*Data provided*:
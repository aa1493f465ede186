//! Filtered article search: one Event Registry query built from keyword,
//! category, source and date filters.

use std::fmt;
use std::str::FromStr;

use chrono::{DateTime, Days, Months, NaiveDate, Utc};

use crate::api::{ApiError, Article, ArticleQuery, EventRegistryClient};

/// Articles requested per search page.
pub const SEARCH_PAGE_SIZE: u32 = 50;

// ============================================================================
// Date Range
// ============================================================================

/// How far back a search reaches.
#[derive(Debug, Clone, Copy, Default, PartialEq, Eq)]
pub enum DateRange {
    #[default]
    Any,
    Last24Hours,
    LastWeek,
    LastMonth,
}

impl DateRange {
    pub const ALL: [DateRange; 4] = [
        DateRange::Any,
        DateRange::Last24Hours,
        DateRange::LastWeek,
        DateRange::LastMonth,
    ];

    /// First day included in the results, or `None` for no lower bound.
    pub fn start_date(self, now: DateTime<Utc>) -> Option<NaiveDate> {
        let today = now.date_naive();
        match self {
            DateRange::Any => None,
            DateRange::Last24Hours => today.checked_sub_days(Days::new(1)),
            DateRange::LastWeek => today.checked_sub_days(Days::new(7)),
            DateRange::LastMonth => today.checked_sub_months(Months::new(1)),
        }
    }

    pub fn label(self) -> &'static str {
        match self {
            DateRange::Any => "Any date",
            DateRange::Last24Hours => "In the last 24h",
            DateRange::LastWeek => "In the last week",
            DateRange::LastMonth => "In the last month",
        }
    }
}

impl fmt::Display for DateRange {
    fn fmt(&self, f: &mut fmt::Formatter<'_>) -> fmt::Result {
        f.write_str(match self {
            DateRange::Any => "any",
            DateRange::Last24Hours => "24h",
            DateRange::LastWeek => "week",
            DateRange::LastMonth => "month",
        })
    }
}

impl FromStr for DateRange {
    type Err = String;

    fn from_str(s: &str) -> Result<Self, Self::Err> {
        match s.trim().to_ascii_lowercase().as_str() {
            "" | "any" => Ok(DateRange::Any),
            "24h" | "day" => Ok(DateRange::Last24Hours),
            "week" | "7d" => Ok(DateRange::LastWeek),
            "month" | "30d" => Ok(DateRange::LastMonth),
            other => Err(format!(
                "invalid date range '{other}' (expected any, 24h, week or month)"
            )),
        }
    }
}

// ============================================================================
// Filter
// ============================================================================

/// Current search filters plus the page being viewed.
///
/// Every setter that changes a filter sends the page back to 1.
#[derive(Debug, Clone, PartialEq, Eq)]
pub struct SearchFilter {
    keyword: Option<String>,
    category_uri: Option<String>,
    source_uri: Option<String>,
    date_range: DateRange,
    page: u32,
}

impl Default for SearchFilter {
    fn default() -> Self {
        Self {
            keyword: None,
            category_uri: None,
            source_uri: None,
            date_range: DateRange::Any,
            page: 1,
        }
    }
}

fn non_blank(value: Option<String>) -> Option<String> {
    value
        .map(|v| v.trim().to_string())
        .filter(|v| !v.is_empty())
}

impl SearchFilter {
    pub fn new() -> Self {
        Self::default()
    }

    pub fn keyword(&self) -> Option<&str> {
        self.keyword.as_deref()
    }

    pub fn category_uri(&self) -> Option<&str> {
        self.category_uri.as_deref()
    }

    pub fn source_uri(&self) -> Option<&str> {
        self.source_uri.as_deref()
    }

    pub fn date_range(&self) -> DateRange {
        self.date_range
    }

    pub fn page(&self) -> u32 {
        self.page
    }

    pub fn set_keyword(&mut self, keyword: Option<String>) {
        self.keyword = non_blank(keyword);
        self.page = 1;
    }

    pub fn set_category(&mut self, uri: Option<String>) {
        self.category_uri = non_blank(uri);
        self.page = 1;
    }

    pub fn set_source(&mut self, uri: Option<String>) {
        self.source_uri = non_blank(uri);
        self.page = 1;
    }

    pub fn set_date_range(&mut self, range: DateRange) {
        self.date_range = range;
        self.page = 1;
    }

    pub fn set_page(&mut self, page: u32) {
        self.page = page.max(1);
    }

    pub fn next_page(&mut self) -> u32 {
        self.page = self.page.saturating_add(1);
        self.page
    }

    pub fn to_query(&self, now: DateTime<Utc>) -> ArticleQuery {
        ArticleQuery {
            keyword: self.keyword.clone(),
            category_uri: self.category_uri.clone(),
            source_uri: self.source_uri.clone(),
            date_start: self.date_range.start_date(now),
            page: self.page,
            count: SEARCH_PAGE_SIZE,
            ..ArticleQuery::default()
        }
    }
}

// ============================================================================
// Search
// ============================================================================

#[derive(Debug, Clone, Default)]
pub struct SearchResults {
    pub articles: Vec<Article>,
    pub page: u32,
    /// False once the API returned a short page.
    pub has_more: bool,
    pub total_results: u64,
}

/// Search results skip duplicates and untitled articles. Unlike the
/// preference feed, articles without an image are kept.
pub fn keep_search_result(article: &Article) -> bool {
    !article.is_duplicate && !article.title.trim().is_empty()
}

/// Run one search page for `filter`.
pub async fn search(
    client: &EventRegistryClient,
    filter: &SearchFilter,
) -> Result<SearchResults, ApiError> {
    let query = filter.to_query(Utc::now());
    tracing::info!(
        keyword = ?query.keyword,
        category = ?query.category_uri,
        source = ?query.source_uri,
        since = ?query.date_start,
        page = query.page,
        "Searching articles"
    );

    let page = client.get_articles(&query).await?;
    let has_more = page.results.len() >= SEARCH_PAGE_SIZE as usize;
    Ok(SearchResults {
        articles: page.results.into_iter().filter(keep_search_result).collect(),
        page: filter.page(),
        has_more,
        total_results: page.total_results,
    })
}

#[cfg(test)]
mod tests {
    use super::*;
    use crate::api::test_support::{endpoint, fast_settings};
    use chrono::TimeZone;
    use pretty_assertions::assert_eq;
    use serde_json::json;
    use wiremock::matchers::{method, path, query_param};
    use wiremock::{Mock, MockServer, ResponseTemplate};

    fn client(server: &MockServer) -> EventRegistryClient {
        EventRegistryClient::new(
            reqwest::Client::new(),
            endpoint(crate::api::event_registry::SERVICE, &server.uri()),
            fast_settings(),
        )
    }

    fn article_json(uri: &str, title: &str, duplicate: bool) -> serde_json::Value {
        json!({ "uri": uri, "title": title, "isDuplicate": duplicate, "image": null })
    }

    #[test]
    fn test_date_range_start() {
        let now = Utc.with_ymd_and_hms(2024, 3, 31, 15, 0, 0).unwrap();
        let day = |y, m, d| NaiveDate::from_ymd_opt(y, m, d);

        assert_eq!(DateRange::Any.start_date(now), None);
        assert_eq!(DateRange::Last24Hours.start_date(now), day(2024, 3, 30));
        assert_eq!(DateRange::LastWeek.start_date(now), day(2024, 3, 24));
        // Clamped to the last day of a shorter month
        assert_eq!(DateRange::LastMonth.start_date(now), day(2024, 2, 29));
    }

    #[test]
    fn test_date_range_parse() {
        assert_eq!("24h".parse::<DateRange>().unwrap(), DateRange::Last24Hours);
        assert_eq!("Week".parse::<DateRange>().unwrap(), DateRange::LastWeek);
        assert_eq!("".parse::<DateRange>().unwrap(), DateRange::Any);
        assert!("fortnight".parse::<DateRange>().is_err());
        for range in DateRange::ALL {
            assert_eq!(range.to_string().parse::<DateRange>().unwrap(), range);
        }
    }

    #[test]
    fn test_filter_changes_reset_page() {
        let mut filter = SearchFilter::new();
        filter.set_page(4);
        filter.set_keyword(Some("climate".to_string()));
        assert_eq!(filter.page(), 1);

        filter.next_page();
        filter.next_page();
        assert_eq!(filter.page(), 3);
        filter.set_date_range(DateRange::LastWeek);
        assert_eq!(filter.page(), 1);

        filter.next_page();
        filter.set_source(Some("  ".to_string()));
        assert_eq!(filter.page(), 1);
        assert_eq!(filter.source_uri(), None);
    }

    #[test]
    fn test_to_query() {
        let now = Utc.with_ymd_and_hms(2024, 6, 10, 8, 0, 0).unwrap();
        let mut filter = SearchFilter::new();
        filter.set_keyword(Some(" elections ".to_string()));
        filter.set_category(Some("dmoz/Society/Politics".to_string()));
        filter.set_date_range(DateRange::Last24Hours);
        filter.next_page();

        let query = filter.to_query(now);
        assert_eq!(query.keyword.as_deref(), Some("elections"));
        assert_eq!(query.category_uri.as_deref(), Some("dmoz/Society/Politics"));
        assert_eq!(query.source_uri, None);
        assert_eq!(query.date_start, NaiveDate::from_ymd_opt(2024, 6, 9));
        assert_eq!(query.page, 2);
        assert_eq!(query.count, SEARCH_PAGE_SIZE);
    }

    #[test]
    fn test_keep_search_result() {
        let titled = Article {
            title: "Headline".to_string(),
            ..Article::default()
        };
        assert!(keep_search_result(&titled));
        assert!(!keep_search_result(&Article::default()));
        assert!(!keep_search_result(&Article {
            is_duplicate: true,
            ..titled
        }));
    }

    #[tokio::test]
    async fn test_search_filters_results() {
        let server = MockServer::start().await;
        Mock::given(method("GET"))
            .and(path("/article/getArticles"))
            .and(query_param("keyword", "rust"))
            .and(query_param("articlesCount", "50"))
            .and(query_param("articlesPage", "1"))
            .respond_with(ResponseTemplate::new(200).set_body_json(json!({
                "articles": {
                    "results": [
                        article_json("1", "Rust 2.0 announced", false),
                        article_json("2", "Rust 2.0 announced", true),
                        article_json("3", "", false),
                    ],
                    "totalResults": 3,
                    "page": 1,
                    "count": 50,
                    "pages": 1
                }
            })))
            .expect(1)
            .mount(&server)
            .await;

        let mut filter = SearchFilter::new();
        filter.set_keyword(Some("rust".to_string()));
        let results = search(&client(&server), &filter).await.unwrap();

        let uris: Vec<_> = results.articles.iter().map(|a| a.uri.as_str()).collect();
        assert_eq!(uris, vec!["1"]);
        assert!(!results.has_more);
        assert_eq!(results.total_results, 3);
    }

    #[tokio::test]
    async fn test_search_full_page_has_more() {
        let server = MockServer::start().await;
        let results: Vec<_> = (0..SEARCH_PAGE_SIZE)
            .map(|i| article_json(&i.to_string(), "Title", false))
            .collect();
        Mock::given(method("GET"))
            .and(path("/article/getArticles"))
            .and(query_param("articlesPage", "2"))
            .respond_with(ResponseTemplate::new(200).set_body_json(json!({
                "articles": { "results": results, "totalResults": 120 }
            })))
            .mount(&server)
            .await;

        let mut filter = SearchFilter::new();
        filter.set_page(2);
        let results = search(&client(&server), &filter).await.unwrap();
        assert_eq!(results.articles.len(), SEARCH_PAGE_SIZE as usize);
        assert_eq!(results.page, 2);
        assert!(results.has_more);
    }

    #[tokio::test]
    async fn test_search_error_surfaces() {
        let server = MockServer::start().await;
        Mock::given(method("GET"))
            .and(path("/article/getArticles"))
            .respond_with(ResponseTemplate::new(401))
            .expect(1)
            .mount(&server)
            .await;

        let err = search(&client(&server), &SearchFilter::new())
            .await
            .unwrap_err();
        assert!(matches!(err, ApiError::HttpStatus(401)));
    }
}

*Task goal*: There is a run of lines above from the one with "type Err = String;" to the one with "pub fn category_uri(&self)"; print exactly that run, both ends included, and nothing else.

*Solution to the exercise*:
    type Err = String;

    fn from_str(s: &str) -> Result<Self, Self::Err> {
        match s.trim().to_ascii_lowercase().as_str() {
            "" | "any" => Ok(DateRange::Any),
            "24h" | "day" => Ok(DateRange::Last24Hours),
            "week" | "7d" => Ok(DateRange::LastWeek),
            "month" | "30d" => Ok(DateRange::LastMonth),
            other => Err(format!(
                "invalid date range '{other}' (expected any, 24h, week or month)"
            )),
        }
    }
}

// ============================================================================
// Filter
// ============================================================================

/// Current search filters plus the page being viewed.
///
/// Every setter that changes a filter sends the page back to 1.
#[derive(Debug, Clone, PartialEq, Eq)]
pub struct SearchFilter {
    keyword: Option<String>,
    category_uri: Option<String>,
    source_uri: Option<String>,
    date_range: DateRange,
    page: u32,
}

impl Default for SearchFilter {
    fn default() -> Self {
        Self {
            keyword: None,
            category_uri: None,
            source_uri: None,
            date_range: DateRange::Any,
            page: 1,
        }
    }
}

fn non_blank(value: Option<String>) -> Option<String> {
    value
        .map(|v| v.trim().to_string())
        .filter(|v| !v.is_empty())
}

impl SearchFilter {
    pub fn new() -> Self {
        Self::default()
    }

    pub fn keyword(&self) -> Option<&str> {
        self.keyword.as_deref()
    }

    pub fn category_uri(&self) -> Option<&str> {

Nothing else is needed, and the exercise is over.